You're not alone. A group of us have filed complaints with the BBB and the DCCA (Department of Commerce and Consumer Affairs) both in Hawaii. We managed to have their BBB rating removed for a little while but now it's back to a D. Our complaints ranged from not being able to log onto the website to questioning their business practices and advertising tactics. The DCCA met with Mr. Balicki of Destination Paradise a few weeks ago and had them draft a release of contractual terms. The release promised return of any and all monies invested, including that infamous $250 processing fee that they claimed was non-refundable. Some of us received refunds today. Please, I urge you to file your complaints ASAP with both agencies. They can be done online but you will need to provide paperwork in order to prove that you were in fact in contract with Destination Paradise. 

The DCCA is actively working with all those who complain. There is more information about this on ABOUT.COM under Destination Paradise.

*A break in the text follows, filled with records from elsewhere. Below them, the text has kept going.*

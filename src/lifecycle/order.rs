use chrono::Utc;
use rust_decimal::Decimal;
use serde::Deserialize;
use tracing::info;
use uuid::Uuid;

use crate::error::AppError;
use crate::fees;
use crate::ledger;
use crate::models::event::StatusChanged;
use crate::models::order::{MenuItem, Order, OrderStatus};
use crate::models::review::{Review, average_rating};
use crate::models::{PaymentMethod, Role};
use crate::state::AppState;

/// The canonical advance table: which role moves an order out of `from`
/// via the generic advance command, and where it lands. Assignment,
/// acceptance, payment-method choice, and the PayShap handshake have their
/// own commands and do not appear here.
pub fn advance_rule(
    from: OrderStatus,
    method: Option<PaymentMethod>,
) -> Option<(OrderStatus, Role)> {
    match (from, method) {
        (OrderStatus::AcceptedByRestaurant, _) => {
            Some((OrderStatus::PendingDriverAssignment, Role::Restaurant))
        }
        // The cash branch is walked physically by the driver. PayShap
        // orders leave DriverAssigned through the payment handshake.
        (OrderStatus::DriverAssigned, Some(m)) if !m.is_prepaid() => {
            Some((OrderStatus::AtRestaurant, Role::Driver))
        }
        (OrderStatus::AtRestaurant, _) => Some((OrderStatus::InTransit, Role::Driver)),
        (OrderStatus::InTransit, Some(m)) if !m.is_prepaid() => {
            Some((OrderStatus::AtDropoff, Role::Driver))
        }
        // PayShap skips the dropoff stage: payment already changed hands.
        (OrderStatus::InTransit, Some(PaymentMethod::PayShap)) => {
            Some((OrderStatus::Delivered, Role::Driver))
        }
        (OrderStatus::AtDropoff, _) => Some((OrderStatus::Delivered, Role::Driver)),
        _ => None,
    }
}

#[derive(Debug, Deserialize)]
pub struct OrderItemRequest {
    pub name: String,
    pub quantity: u32,
}

#[derive(Debug, Deserialize)]
pub struct PlaceOrderRequest {
    pub customer_id: Uuid,
    pub restaurant_id: Uuid,
    pub items: Vec<OrderItemRequest>,
    /// Defaults to the customer's registered address.
    pub customer_address: Option<String>,
}

#[derive(Debug, Clone, Copy, PartialEq, Eq, Deserialize)]
pub enum ReviewTarget {
    Driver,
    Restaurant,
}

#[derive(Debug, Deserialize)]
pub struct SubmitReviewRequest {
    pub customer_id: Uuid,
    pub customer_name: String,
    pub target: ReviewTarget,
    pub rating: u8,
    pub comment: String,
}

pub fn place_order(state: &AppState, req: PlaceOrderRequest) -> Result<Order, AppError> {
    if req.items.is_empty() {
        return Err(AppError::Validation("order must contain at least one item".to_string()));
    }

    // Snapshot what the order needs and release each party guard before
    // touching the orders store. Holding a party read lock across the
    // insert inverts the orders-then-parties lock order the status
    // commands use, which can deadlock against a concurrent delivery.
    let registered_address = {
        let customer = state
            .customers
            .get(&req.customer_id)
            .ok_or_else(|| AppError::NotFound(format!("customer {} not found", req.customer_id)))?;
        customer.address.clone()
    };

    let customer_address = match req.customer_address {
        Some(address) if !address.trim().is_empty() => address,
        Some(_) => {
            return Err(AppError::Validation("customer address cannot be empty".to_string()));
        }
        None => registered_address,
    };

    let (items, restaurant_address) = {
        let restaurant = state
            .restaurants
            .get(&req.restaurant_id)
            .ok_or_else(|| AppError::NotFound(format!("restaurant {} not found", req.restaurant_id)))?;

        let mut items = Vec::with_capacity(req.items.len());
        for requested in &req.items {
            if requested.quantity == 0 {
                return Err(AppError::Validation(format!(
                    "quantity for '{}' must be at least 1",
                    requested.name
                )));
            }

            let menu_item = restaurant
                .menu
                .iter()
                .find(|item| item.name == requested.name)
                .ok_or_else(|| {
                    AppError::Validation(format!("'{}' is not on the menu", requested.name))
                })?;

            items.push(MenuItem {
                name: menu_item.name.clone(),
                price: menu_item.price,
                quantity: requested.quantity,
            });
        }

        (items, restaurant.address.clone())
    };

    let food_total = Order::food_total_of(&items);
    let order = Order {
        id: Uuid::new_v4(),
        customer_id: req.customer_id,
        restaurant_id: req.restaurant_id,
        driver_id: None,
        items,
        status: OrderStatus::PendingConfirmation,
        food_total,
        delivery_fee: Decimal::ZERO,
        total: food_total,
        payment_method: None,
        customer_address,
        restaurant_address,
        created_at: Utc::now(),
        is_driver_reviewed: false,
        is_restaurant_reviewed: false,
    };

    state.orders.insert(order.id, order.clone());
    state.metrics.orders_active.inc();
    info!(order_id = %order.id, restaurant_id = %order.restaurant_id, %food_total, "order placed");

    Ok(order)
}

pub fn accept_order(state: &AppState, order_id: Uuid, restaurant_id: Uuid) -> Result<Order, AppError> {
    let mut order = get_order_mut(state, order_id)?;

    if order.restaurant_id != restaurant_id {
        return Err(AppError::InvalidTransition(
            "only the order's restaurant may accept it".to_string(),
        ));
    }
    if order.status != OrderStatus::PendingConfirmation {
        return Err(AppError::InvalidTransition(format!(
            "cannot accept an order that is {}",
            order.status.display_text()
        )));
    }

    commit_status(state, &mut order, OrderStatus::AcceptedByRestaurant);
    Ok(order.clone())
}

/// Compare-and-set claim: the store's entry lock serializes racing drivers,
/// and both the status and the unset driver_id are re-checked under it.
pub fn assign_driver(state: &AppState, order_id: Uuid, driver_id: Uuid) -> Result<Order, AppError> {
    if !state.drivers.contains_key(&driver_id) {
        return Err(AppError::NotFound(format!("driver {driver_id} not found")));
    }

    let mut order = get_order_mut(state, order_id)?;

    if order.driver_id.is_some() {
        return Err(AppError::InvalidTransition(
            "order already has a driver assigned".to_string(),
        ));
    }
    if order.status != OrderStatus::PendingDriverAssignment {
        return Err(AppError::InvalidTransition(format!(
            "cannot claim an order that is {}",
            order.status.display_text()
        )));
    }

    order.driver_id = Some(driver_id);
    commit_status(state, &mut order, OrderStatus::DriverAssigned);
    Ok(order.clone())
}

pub fn choose_payment_method(
    state: &AppState,
    order_id: Uuid,
    customer_id: Uuid,
    method: PaymentMethod,
) -> Result<Order, AppError> {
    let mut order = get_order_mut(state, order_id)?;

    if order.customer_id != customer_id {
        return Err(AppError::InvalidTransition(
            "only the order's customer may choose the payment method".to_string(),
        ));
    }
    if order.status != OrderStatus::DriverAssigned {
        return Err(AppError::InvalidTransition(format!(
            "payment method cannot be chosen while the order is {}",
            order.status.display_text()
        )));
    }
    if order.payment_method.is_some() {
        return Err(AppError::InvalidTransition(
            "payment method already chosen".to_string(),
        ));
    }

    let driver_id = order
        .driver_id
        .ok_or_else(|| AppError::Internal(format!("order {order_id} has no driver")))?;
    let driver = state
        .drivers
        .get(&driver_id)
        .ok_or_else(|| AppError::NotFound(format!("driver {driver_id} not found")))?;

    if !driver.accepted_payment_methods.contains(&method) {
        return Err(AppError::Validation(
            "driver does not accept this payment method".to_string(),
        ));
    }

    let breakdown = fees::quote(order.food_total, &order.customer_address, &driver, Some(method));
    drop(driver);

    order.payment_method = Some(method);
    order.delivery_fee = breakdown.delivery_fee;
    order.total = breakdown.total;

    // PayShap moves straight into the payment handshake; cash and
    // Speedpoint wait for the driver to reach the restaurant.
    if method.is_prepaid() {
        commit_status(state, &mut order, OrderStatus::PendingPayment);
    } else {
        info!(order_id = %order.id, ?method, delivery_fee = %order.delivery_fee, "payment method chosen");
    }

    Ok(order.clone())
}

/// Customer-side half of the PayShap handshake: "I Have Paid".
pub fn confirm_payment_sent(
    state: &AppState,
    order_id: Uuid,
    customer_id: Uuid,
) -> Result<Order, AppError> {
    let mut order = get_order_mut(state, order_id)?;

    if order.customer_id != customer_id {
        return Err(AppError::InvalidTransition(
            "only the order's customer may confirm payment".to_string(),
        ));
    }
    if order.status != OrderStatus::PendingPayment {
        return Err(AppError::InvalidTransition(format!(
            "payment cannot be confirmed while the order is {}",
            order.status.display_text()
        )));
    }

    commit_status(state, &mut order, OrderStatus::AwaitingDriverConfirmation);
    Ok(order.clone())
}

/// Driver-side half of the PayShap handshake: "Acknowledge Payment". This
/// is the prepaid ledger credit point; earnings wait for delivery.
pub fn acknowledge_payment(
    state: &AppState,
    order_id: Uuid,
    driver_id: Uuid,
) -> Result<Order, AppError> {
    let mut order = get_order_mut(state, order_id)?;

    if order.driver_id != Some(driver_id) {
        return Err(AppError::InvalidTransition(
            "only the assigned driver may acknowledge payment".to_string(),
        ));
    }
    if order.status != OrderStatus::AwaitingDriverConfirmation {
        return Err(AppError::InvalidTransition(format!(
            "payment cannot be acknowledged while the order is {}",
            order.status.display_text()
        )));
    }

    ledger::credit_on_prepaid_confirmation(state, &order)?;
    commit_status(state, &mut order, OrderStatus::AtRestaurant);
    Ok(order.clone())
}

pub fn advance_status(
    state: &AppState,
    order_id: Uuid,
    actor_id: Uuid,
    role: Role,
) -> Result<Order, AppError> {
    let mut order = get_order_mut(state, order_id)?;

    let (next, required_role) =
        advance_rule(order.status, order.payment_method).ok_or_else(|| {
            AppError::InvalidTransition(format!(
                "order cannot be advanced from {}",
                order.status.display_text()
            ))
        })?;

    if role != required_role {
        return Err(AppError::InvalidTransition(format!(
            "only the {required_role} may advance this order"
        )));
    }
    let actor_matches = match required_role {
        Role::Driver => order.driver_id == Some(actor_id),
        Role::Restaurant => order.restaurant_id == actor_id,
        Role::Customer => order.customer_id == actor_id,
    };
    if !actor_matches {
        return Err(AppError::InvalidTransition(format!(
            "caller is not the {required_role} for this order"
        )));
    }

    // Ledger effects apply before the status commit so a ledger failure
    // aborts the whole command.
    if next == OrderStatus::Delivered {
        match order.payment_method {
            Some(m) if m.is_prepaid() => ledger::record_order_earnings(state, &order)?,
            Some(_) => ledger::credit_on_cash_collection(state, &order)?,
            None => {
                return Err(AppError::Internal(format!(
                    "order {order_id} reached delivery without a payment method"
                )));
            }
        }
        state.metrics.orders_active.dec();
    }

    commit_status(state, &mut order, next);
    Ok(order.clone())
}

pub fn submit_review(
    state: &AppState,
    order_id: Uuid,
    req: SubmitReviewRequest,
) -> Result<Review, AppError> {
    if !(1..=5).contains(&req.rating) {
        return Err(AppError::Validation("rating must be between 1 and 5".to_string()));
    }

    let mut order = get_order_mut(state, order_id)?;

    if order.customer_id != req.customer_id {
        return Err(AppError::InvalidTransition(
            "only the order's customer may review it".to_string(),
        ));
    }
    if order.status != OrderStatus::Delivered {
        return Err(AppError::InvalidTransition(
            "reviews are only possible once the order is delivered".to_string(),
        ));
    }

    let already = match req.target {
        ReviewTarget::Driver => order.is_driver_reviewed,
        ReviewTarget::Restaurant => order.is_restaurant_reviewed,
    };
    if already {
        return Err(AppError::AlreadyReviewed);
    }

    let review = Review {
        id: Uuid::new_v4(),
        order_id,
        customer_id: req.customer_id,
        customer_name: req.customer_name,
        rating: req.rating,
        comment: req.comment,
    };

    // Append and the cached average move in the same entry-locked write.
    match req.target {
        ReviewTarget::Driver => {
            let driver_id = order
                .driver_id
                .ok_or_else(|| AppError::Internal(format!("order {order_id} has no driver")))?;
            let mut driver = state
                .drivers
                .get_mut(&driver_id)
                .ok_or_else(|| AppError::NotFound(format!("driver {driver_id} not found")))?;
            driver.reviews.push(review.clone());
            driver.rating = average_rating(&driver.reviews);
            order.is_driver_reviewed = true;
        }
        ReviewTarget::Restaurant => {
            let mut restaurant = state.restaurants.get_mut(&order.restaurant_id).ok_or_else(|| {
                AppError::NotFound(format!("restaurant {} not found", order.restaurant_id))
            })?;
            restaurant.reviews.push(review.clone());
            restaurant.rating = average_rating(&restaurant.reviews);
            order.is_restaurant_reviewed = true;
        }
    }

    info!(order_id = %order_id, rating = review.rating, "review submitted");
    Ok(review)
}

fn get_order_mut<'a>(
    state: &'a AppState,
    order_id: Uuid,
) -> Result<dashmap::mapref::one::RefMut<'a, Uuid, Order>, AppError> {
    state
        .orders
        .get_mut(&order_id)
        .ok_or_else(|| AppError::NotFound(format!("order {order_id} not found")))
}

fn commit_status(state: &AppState, order: &mut Order, next: OrderStatus) {
    let old_status = order.status;
    order.status = next;

    state
        .metrics
        .transitions_total
        .with_label_values(&["order"])
        .inc();
    state.emit(StatusChanged::Order {
        id: order.id,
        old_status,
        new_status: next,
    });

    info!(
        order_id = %order.id,
        from = old_status.display_text(),
        to = next.display_text(),
        "order status changed"
    );
}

Again, you're not alone and you will get your money back.


----------



## Politico

*Unfortunate*

I feel very badly for the people who feel for this.  Scamming folks during  a recession is beyond the pale.  Stephanie is obviously a shill.  The timing of her posts alone made clear she was a fraud from the beginning. 

To me this shows the importance of doing your research on TUG and elsewhere before making a purchase.

I hope everyone defrauded by this company pursues all legal remedies to shut these guys down once and for all.


----------



## sigep100

*Destination Paradise Scam*

Another Sad Story.

I was on my Honeymoon at the beginning of June and decided to go to Oahu, Hawaii.  Like most of you I was walking down the street minding my own business when I was approached by a gentleman who advised of all these discounts he could provide us if me and my wife would go to a presentation about vacation packages.  Thinking we would attend and leave at the first chance, we decided to go.  Who could pass up such great offers?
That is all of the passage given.